While it may be a difficult topic to discuss, Prevent Child Abuse Utah specialists remind parents it’s extremely important to teach children early and often that their body belongs to them. Wednesday, news broke of a 70-year-old man who allegedly had sexually abused multiple children in West Valley City between 1983 and 1997.
While it may not prevent all cases of abuse, talking to kids will empower them with knowledge, experts said Wednesday.
“Talk to them how no one has the right to touch you on the private parts of your body,“ said Cortney Bramlette, lead prevention specialist at Prevent Child Abuse Utah. “Teach them to say ‘no’ and how you want to say ‘no’ in a strong voice…even if you don’t feel strong inside.“
Bramlette often goes to local schools to teach children in grades K-12 about sexual abuse. The conversations vary depending on age. For example, small children understand three steps to follow if they ever feel threatened:
1. Listen to the ‘Uh-oh’ feeling.
2. Say ‘no.’
3. Go tell.
“Nine out of 10 times a person abusing a child will be a person the child knows and someone the child probably loves and trusts,“ said Bramlette.
Middle and high schoolers receive appropriate training about sexual abuse and how to recognize red flags, say ‘no’ and report based on their age. High schoolers, Bramlette said, also learn about “Shaken Baby Syndrome.“
But the conversation doesn’t only have to happen at home, Bramlette said. Parents can proactively talk to kids about staying safe. Many children already know about child abuse when PCAU visits schools.
But some parents are still opting their children out of these conversations, she told ABC4 News. That’s their right, but she urges all parents to have the conversation at home.

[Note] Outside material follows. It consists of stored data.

use serde::{Deserialize, Serialize};
use std::fmt;

/// Step status tags as stored by the Execution Status Service
#[derive(Debug, Clone, PartialEq, Eq, Hash, Serialize, Deserialize)]
#[serde(rename_all = "camelCase")]
pub enum StepStatus {
    /// Step created, not yet picked up
    Pending,
    /// Step is being executed
    Running,
    /// Step is parked until a human approves or rejects it
    InteractionWaiting,
    /// Step finished successfully
    Success,
    /// Step was canceled, for interactions this means rejected
    Canceled,
    /// Step failed
    Error,
    /// Any other status the backend uses; this plugin never writes it
    #[serde(other)]
    Unknown,
}

impl StepStatus {
    /// Check if this is a terminal status (no further transitions expected)
    pub fn is_terminal(&self) -> bool {
        matches!(self, Self::Success | Self::Canceled | Self::Error)
    }

    /// Check if the step is blocked on a human decision
    pub fn is_awaiting_interaction(&self) -> bool {
        matches!(self, Self::InteractionWaiting)
    }

    pub fn as_str(&self) -> &'static str {
        match self {
            Self::Pending => "pending",
            Self::Running => "running",
            Self::InteractionWaiting => "interactionWaiting",
            Self::Success => "success",
            Self::Canceled => "canceled",
            Self::Error => "error",
            Self::Unknown => "unknown",
        }
    }
}

impl fmt::Display for StepStatus {
    fn fmt(&self, f: &mut fmt::Formatter<'_>) -> fmt::Result {
        f.write_str(self.as_str())
    }
}

impl std::str::FromStr for StepStatus {
    type Err = String;

    fn from_str(s: &str) -> Result<Self, Self::Err> {
        match s {
            "pending" => Ok(Self::Pending),
            "running" => Ok(Self::Running),
            "interactionWaiting" => Ok(Self::InteractionWaiting),
            "success" => Ok(Self::Success),
            "canceled" => Ok(Self::Canceled),
            "error" => Ok(Self::Error),
            _ => Err(format!("Invalid step status: {s}")),
        }
    }
}

impl Default for StepStatus {
    fn default() -> Self {
        Self::Pending
    }
}

/// Coarse status of the parent execution
#[derive(Debug, Clone, PartialEq, Eq, Hash, Serialize, Deserialize)]
#[serde(rename_all = "camelCase")]
pub enum ExecutionStatus {
    Pending,
    Running,
    /// At least one step is waiting for a human
    InteractionWaiting,
    Canceled,
    Success,
    Error,
    #[serde(other)]
    Unknown,
}

impl ExecutionStatus {
    pub fn as_str(&self) -> &'static str {
        match self {
            Self::Pending => "pending",
            Self::Running => "running",
            Self::InteractionWaiting => "interactionWaiting",
            Self::Canceled => "canceled",
            Self::Success => "success",
            Self::Error => "error",
            Self::Unknown => "unknown",
        }
    }
}

impl fmt::Display for ExecutionStatus {
    fn fmt(&self, f: &mut fmt::Formatter<'_>) -> fmt::Result {
        f.write_str(self.as_str())
    }
}

impl Default for ExecutionStatus {
    fn default() -> Self {
        Self::Pending
    }
}

/// Where an interaction step is in its wait
#[derive(Debug, Clone, Copy, PartialEq, Eq, Hash, Serialize, Deserialize)]
#[serde(rename_all = "snake_case")]
pub enum InteractionPhase {
    /// Not yet announced as waiting
    Idle,
    /// Announced and polling for a decision
    Waiting,
    /// Timeout elapsed and the auto-approval is recorded, not yet finalized
    TimedOut,
    /// Approved by a human, or finalized after a timeout
    Approved,
    /// Rejected by a human
    Rejected,
}

impl InteractionPhase {
    pub fn is_terminal(&self) -> bool {
        matches!(self, Self::Approved | Self::Rejected)
    }

    /// Step status persisted when the wait ends in this phase
    pub fn step_status(&self) -> StepStatus {
        match self {
            Self::Idle => StepStatus::Pending,
            Self::Waiting => StepStatus::InteractionWaiting,
            Self::TimedOut | Self::Approved => StepStatus::Success,
            Self::Rejected => StepStatus::Canceled,
        }
    }
}

impl fmt::Display for InteractionPhase {
    fn fmt(&self, f: &mut fmt::Formatter<'_>) -> fmt::Result {
        match self {
            Self::Idle => write!(f, "idle"),
            Self::Waiting => write!(f, "waiting"),
            Self::TimedOut => write!(f, "timed_out"),
            Self::Approved => write!(f, "approved"),
            Self::Rejected => write!(f, "rejected"),
        }
    }
}

impl Default for InteractionPhase {
    fn default() -> Self {
        Self::Idle
    }
}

How do you know child sexual abuse is happening? Indicators could include:
- Anxiety over routine events
- Regressive bed-wetting
- Chronic constipation
- Depression or withdrawal
- Knowledge of sexual acts beyond their years
PCAU said if a child indicates he or she is being abused, parents should take it seriously.
“Children rarely ever lie when disclosing abuse,“ said Bramlette. Always, always listen to your child and believe them.“
Prevent Child Abuse Utah estimates 1 in 5 Utah children will be sexually abused before they turn 18.